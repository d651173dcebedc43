use font_server::{build_router, config::Config, state::AppState};
use gofontweb::AssetProvider;
use std::sync::Arc;
use tracing_subscriber::{layer::SubscriberExt, util::SubscriberInitExt};

#[tokio::main]
async fn main() -> anyhow::Result<()> {
    init_tracing();

    let config = Config::load()?;
    tracing::info!("Configuration loaded");

    // Built once and shared read-only by every request
    let assets: Arc<dyn AssetProvider> = match &config.assets.dir {
        Some(dir) => {
            tracing::info!("Serving assets from {}", dir.display());
            Arc::new(gofontweb_resource::FilesystemAssetProvider::new(dir))
        }
        None => Arc::new(gofontweb::embedded_bundle()?),
    };
    let asset_count = assets.names().len();
    if !assets.exists("go.css") {
        tracing::warn!("go.css is missing; run gofontweb-gen and rebuild");
    }

    let addr = config.bind_address();
    let mount = config.assets.mount.clone();
    let app = build_router(AppState::new(assets, config));

    let listener = tokio::net::TcpListener::bind(&addr).await?;
    let local_addr = listener.local_addr()?;

    tracing::info!("{} assets mounted at {}/", asset_count, mount.trim_end_matches('/'));
    tracing::info!("navigate to http://{}/", local_addr);

    axum::serve(listener, app).await?;

    Ok(())
}

fn init_tracing() {
    tracing_subscriber::registry()
        .with(
            tracing_subscriber::EnvFilter::try_from_default_env()
                .unwrap_or_else(|_| "info,font_server=debug,tower_http=debug".into()),
        )
        .with(tracing_subscriber::fmt::layer())
        .init();
}
pub mod asset;

pub use asset::{
    Asset, AssetBundle, AssetBundleBuilder, AssetError, AssetMetadata, AssetProvider,
    SharedAssetData, content_type_for, normalize_asset_path,
};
──────
• **Task goal**
All of the entries above should be transcribed exactly, line for line.

• **Result**
repository d651173dcebedc43
use font_server::{build_router, config::Config, state::AppState};
use gofontweb::AssetProvider;
use std::sync::Arc;
use tracing_subscriber::{layer::SubscriberExt, util::SubscriberInitExt};

#[tokio::main]
async fn main() -> anyhow::Result<()> {
    init_tracing();

    let config = Config::load()?;
    tracing::info!("Configuration loaded");

    // Built once and shared read-only by every request
    let assets: Arc<dyn AssetProvider> = match &config.assets.dir {
        Some(dir) => {
            tracing::info!("Serving assets from {}", dir.display());
            Arc::new(gofontweb_resource::FilesystemAssetProvider::new(dir))
        }
        None => Arc::new(gofontweb::embedded_bundle()?),
    };
    let asset_count = assets.names().len();
    if !assets.exists("go.css") {
        tracing::warn!("go.css is missing; run gofontweb-gen and rebuild");
    }

    let addr = config.bind_address();
    let mount = config.assets.mount.clone();
    let app = build_router(AppState::new(assets, config));

    let listener = tokio::net::TcpListener::bind(&addr).await?;
    let local_addr = listener.local_addr()?;

    tracing::info!("{} assets mounted at {}/", asset_count, mount.trim_end_matches('/'));
    tracing::info!("navigate to http://{}/", local_addr);

    axum::serve(listener, app).await?;

    Ok(())
}

fn init_tracing() {
    tracing_subscriber::registry()
        .with(
            tracing_subscriber::EnvFilter::try_from_default_env()
                .unwrap_or_else(|_| "info,font_server=debug,tower_http=debug".into()),
        )
        .with(tracing_subscriber::fmt::layer())
        .init();
}
pub mod asset;

pub use asset::{
    Asset, AssetBundle, AssetBundleBuilder, AssetError, AssetMetadata, AssetProvider,
    SharedAssetData, content_type_for, normalize_asset_path,
};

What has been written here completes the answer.